12[…] His Highness positively denied having been aware of any Greek slaves having been brought to this country under the British flag, and stated that such Greeks who had come here, had embraced the Mahometan faith before their arrival, and that no Greek slave existed in Tunis. With regard to the additional article to the Treaty, he said he would consider it.
13The next day His highness sent a written answer, confirming what he had said at the audience with regard to the slaves, and stating that he could not agree to the additional article to the Treaty, the Greeks being subjects of the Grand Signore.
14The commissioners having in answer to this communication repeated to the Bey by letter, the object of their mission, and informed him that they had ascertained by indisputable proofs that several Greek Christian slaves were yet existing in Tunis, and that some had been forced here to become Musulmen; […] the Bey again replied that as the Greeks had embraced the Mahometan Faith, it was contrary to the Law of his country to give them up; and with respect to the Treaty he could not agree to it, as it regarded the Ottoman Government.
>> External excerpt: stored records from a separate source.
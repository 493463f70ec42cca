//! Cluster driver: everything that touches node and pod objects directly,
//! as opposed to the document store's custom resources.
//!
//! Computing nodes are discovered by the `arha-node-type=computing-node`
//! label; their GPU budget comes from the `nvidia.com/gpu.memory` label.
//! Health is probed out-of-band over HTTP (`GET http://{ip}:10248/healthz`)
//! rather than through the Kubernetes API, mirroring kubelet's own
//! healthz endpoint.

use std::collections::HashMap;
use std::time::Duration;

use async_trait::async_trait;
use k8s_openapi::api::core::v1::{Node, Pod};
use kube::api::{Api, DeleteParams, ListParams, PostParams};
use kube::Client;
use tracing::{instrument, warn};

use crate::error::{Error, Result};

pub const NODE_TYPE_LABEL: &str = "arha-node-type";
pub const COMPUTING_NODE: &str = "computing-node";
pub const GPU_MEMORY_LABEL: &str = "nvidia.com/gpu.memory";
pub const HEALTHZ_PORT: u16 = 10248;

/// A discovered computing node: name, internal IP, and GPU memory budget.
#[derive(Debug, Clone, PartialEq)]
pub struct ComputingNode {
    pub name: String,
    pub internal_ip: String,
    pub gpu_memory: u64,
}

/// A pod's scheduling outcome, as observed after creation: node, pod IP and
/// host IP are populated once the scheduler has bound it.
#[derive(Debug, Clone, PartialEq, Default)]
pub struct PodStatus {
    pub node_name: Option<String>,
    pub pod_ip: Option<String>,
    pub host_ip: Option<String>,
    pub ready: bool,
    pub terminating: bool,
}

impl PodStatus {
    pub fn is_scheduled(&self) -> bool {
        self.node_name.is_some() && self.pod_ip.is_some() && self.host_ip.is_some()
    }
}

/// Node and pod operations the placement engine and initializer depend on.
#[async_trait]
pub trait ClusterDriver: Send + Sync {
    /// List every node labeled as a computing node.
    async fn list_computing_nodes(&self) -> Result<Vec<ComputingNode>>;

    /// Probe a node's kubelet healthz endpoint. Never returns an error:
    /// any failure to reach the node is reported as unhealthy, matching
    /// how the reference implementation treats a missing IP or a failed
    /// request as `"unhealthy"` rather than propagating a fault.
    async fn probe_health(&self, internal_ip: &str) -> bool;

    /// Create a pod from `manifest`, which already carries its name,
    /// hostPort and node selector. Returns its status immediately after
    /// the create call returns (not after it schedules).
    async fn create_pod(&self, manifest: Pod) -> Result<()>;

    /// Read a pod's current status by name.
    async fn read_pod(&self, pod_name: &str) -> Result<Option<PodStatus>>;

    /// Delete a pod by name. Deleting a pod that doesn't exist is not an
    /// error.
    async fn delete_pod(&self, pod_name: &str) -> Result<()>;

    /// Whether a pod exists and carries a `deletionTimestamp`.
    async fn is_pod_terminating(&self, pod_name: &str) -> Result<bool>;
}

pub struct KubeClusterDriver {
    client: Client,
    namespace: String,
    http: reqwest::Client,
}

impl KubeClusterDriver {
    pub fn new(client: Client, namespace: impl Into<String>, health_probe_timeout: Duration) -> Self {
        let http = reqwest::Client::builder()
            .timeout(health_probe_timeout)
            .build()
            .expect("default TLS backend is always available");
        Self {
            client,
            namespace: namespace.into(),
            http,
        }
    }

    fn nodes_api(&self) -> Api<Node> {
        Api::all(self.client.clone())
    }

    fn pods_api(&self) -> Api<Pod> {
        Api::namespaced(self.client.clone(), &self.namespace)
    }
}

#[async_trait]
impl ClusterDriver for KubeClusterDriver {
    #[instrument(skip(self))]
    async fn list_computing_nodes(&self) -> Result<Vec<ComputingNode>> {
        let selector = format!("{NODE_TYPE_LABEL}={COMPUTING_NODE}");
        let nodes = self
            .nodes_api()
            .list(&ListParams::default().labels(&selector))
            .await
            .map_err(Error::Cluster)?;

        let mut out = Vec::new();
        for node in nodes {
            let Some(name) = node.metadata.name.clone() else {
                continue;
            };
            let internal_ip = node
                .status
                .as_ref()
                .and_then(|s| s.addresses.as_ref())
                .and_then(|addrs| addrs.iter().find(|a| a.type_ == "InternalIP"))
                .map(|a| a.address.clone());
            let Some(internal_ip) = internal_ip else {
                warn!(node = %name, "node has no InternalIP, skipping");
                continue;
            };
            let gpu_memory = node
                .metadata
                .labels
                .as_ref()
                .and_then(|l| l.get(GPU_MEMORY_LABEL))
                .and_then(|v| v.parse().ok())
                .unwrap_or(0);
            out.push(ComputingNode {
                name,
                internal_ip,
                gpu_memory,
            });
        }
        Ok(out)
    }

    #[instrument(skip(self))]
    async fn probe_health(&self, internal_ip: &str) -> bool {
        probe_health_at(&self.http, &format!("http://{internal_ip}:{HEALTHZ_PORT}/healthz")).await
    }

    #[instrument(skip(self, manifest))]
    async fn create_pod(&self, manifest: Pod) -> Result<()> {
        self.pods_api()
            .create(&PostParams::default(), &manifest)
            .await
            .map_err(Error::Cluster)?;
        Ok(())
    }

    #[instrument(skip(self))]
    async fn read_pod(&self, pod_name: &str) -> Result<Option<PodStatus>> {
        match self.pods_api().get(pod_name).await {
            Ok(pod) => Ok(Some(pod_status(&pod))),
            Err(kube::Error::Api(e)) if e.code == 404 => Ok(None),
            Err(e) => Err(Error::Cluster(e)),
        }
    }

    #[instrument(skip(self))]
    async fn delete_pod(&self, pod_name: &str) -> Result<()> {
        match self.pods_api().delete(pod_name, &DeleteParams::default()).await {
            Ok(_) => Ok(()),
            Err(kube::Error::Api(e)) if e.code == 404 => Ok(()),
            Err(e) => Err(Error::Cluster(e)),
        }
    }

    #[instrument(skip(self))]
    async fn is_pod_terminating(&self, pod_name: &str) -> Result<bool> {
        match self.pods_api().get(pod_name).await {
            Ok(pod) => Ok(pod.metadata.deletion_timestamp.is_some()),
            Err(kube::Error::Api(e)) if e.code == 404 => Ok(false),
            Err(e) => Err(Error::Cluster(e)),
        }
    }
}

/// `GET url`, 1s-scoped by the caller's client timeout; healthy only if
/// the response is a success status whose trimmed body is `"ok"`,
/// case-insensitive. A request that fails outright (timeout, connection
/// refused, DNS) is reported unhealthy rather than propagated as an
/// error — an unreachable node is indistinguishable from an unhealthy one.
async fn probe_health_at(http: &reqwest::Client, url: &str) -> bool {
    match http.get(url).send().await {
        Ok(resp) if resp.status().is_success() => match resp.text().await {
            Ok(body) => body.trim().eq_ignore_ascii_case("ok"),
            Err(_) => false,
        },
        Ok(_) | Err(_) => false,
    }
}

fn pod_status(pod: &Pod) -> PodStatus {
    let ready = pod
        .status
        .as_ref()
        .and_then(|s| s.conditions.as_ref())
        .map(|conds| conds.iter().any(|c| c.type_ == "Ready" && c.status == "True"))
        .unwrap_or(false);
    PodStatus {
        node_name: pod.spec.as_ref().and_then(|s| s.node_name.clone()),
        pod_ip: pod.status.as_ref().and_then(|s| s.pod_ip.clone()),
        host_ip: pod.status.as_ref().and_then(|s| s.host_ip.clone()),
        ready,
        terminating: pod.metadata.deletion_timestamp.is_some(),
    }
}

/// In-memory `ClusterDriver` for tests: nodes and pods are seeded directly,
/// health is driven by an explicit healthy-set rather than real HTTP.
pub mod mock {
    use super::*;
    use tokio::sync::RwLock;

    #[derive(Default)]
    pub struct MockClusterDriver {
        pub nodes: RwLock<Vec<ComputingNode>>,
        pub healthy: RwLock<HashMap<String, bool>>,
        pub pods: RwLock<HashMap<String, PodStatus>>,
    }

    impl MockClusterDriver {
        pub fn new() -> Self {
            Self::default()
        }

        pub async fn seed_node(&self, node: ComputingNode, healthy: bool) {
            self.healthy.write().await.insert(node.internal_ip.clone(), healthy);
            self.nodes.write().await.push(node);
        }
    }

    #[async_trait]
    impl ClusterDriver for MockClusterDriver {
        async fn list_computing_nodes(&self) -> Result<Vec<ComputingNode>> {
            Ok(self.nodes.read().await.clone())
        }

        async fn probe_health(&self, internal_ip: &str) -> bool {
            self.healthy.read().await.get(internal_ip).copied().unwrap_or(false)
        }

        async fn create_pod(&self, manifest: Pod) -> Result<()> {
            let name = manifest
                .metadata
                .name
                .clone()
                .ok_or_else(|| Error::Internal("pod manifest missing name".into()))?;
            let node_name = manifest
                .spec
                .as_ref()
                .and_then(|s| s.node_selector.as_ref())
                .and_then(|sel| sel.get("kubernetes.io/hostname"))
                .cloned();
            self.pods.write().await.insert(
                name,
                PodStatus {
                    node_name,
                    pod_ip: Some("10.200.0.1".into()),
                    host_ip: Some("10.0.0.1".into()),
                    ready: true,
                    terminating: false,
                },
            );
            Ok(())
        }

        async fn read_pod(&self, pod_name: &str) -> Result<Option<PodStatus>> {
            Ok(self.pods.read().await.get(pod_name).cloned())
        }

        async fn delete_pod(&self, pod_name: &str) -> Result<()> {
            self.pods.write().await.remove(pod_name);
            Ok(())
        }

        async fn is_pod_terminating(&self, pod_name: &str) -> Result<bool> {
            Ok(self
                .pods
                .read()
                .await
                .get(pod_name)
                .map(|p| p.terminating)
                .unwrap_or(false))
        }
    }
}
15In a subsequent conference which I had with the Bash Mamluke, (the Bey’s favorite and intended son in law) and Hassen Moraly, the Bey’s interpreter, having dissented with them the subject of the additional article to the Treaty, they both proposed a Declaration of the Bey that he would write immediately to all his subjects in the Levant, not to buy nor send Greek slaves here, and that in the event of any arriving here in the meantime, they would not allowed to be landed or sold, with the clause however, that if any Greek slaves arrived here with a firman from the Grand Signor, ordering that they should be landed and sold, the Bey would then be obliged to obey the orders of his sultan. I told them I would submit the proposal to the consideration of the commissioners, and they (the Bash Mamluke and Moraly) said that they would give me the Bey’s answer the next morning.
16When I arrived at the Palace next morning, I read to the Bash Mameluke the Declaration which I had prepared, and asked him if the Bey had agreed to it – he said yes. The interpreter Moraly then came in and read the document, and observed that he did not think the Bey would sign it, but as I explained to the Bash Mamluke, that it was nothing more than whad he had proposed the preceding day, he told me that it would be agreed to, and sent to me by six o’clock the next morning.
17The appointed time having expired and the Declaration not having been sent, I went again to the Palace to enquire into the course of the delay – on the Bey’s hearing of my arrival, he sent to call me, and told me that it was totally impossible for him to sign that Declaration, but that he was disposed to promise, as he did in fact promise that no slave would hereafter be bought or sold in his country, with the exception of those who might be brought here with a firman from the Ottoman Government.
18The commissioners then sent another letter to the Bey, by which they made a solemn protest against him for refusing to comply with the demands of the British Government, which refusal they considered as a breach of the friendship and good amity which had so long existed between England and Tunis. They informed the Bey that he would be responsible towards the King of England and every other Christian Prince that all Greek of any kind, resident in Tunis, will be treated with humanity. […]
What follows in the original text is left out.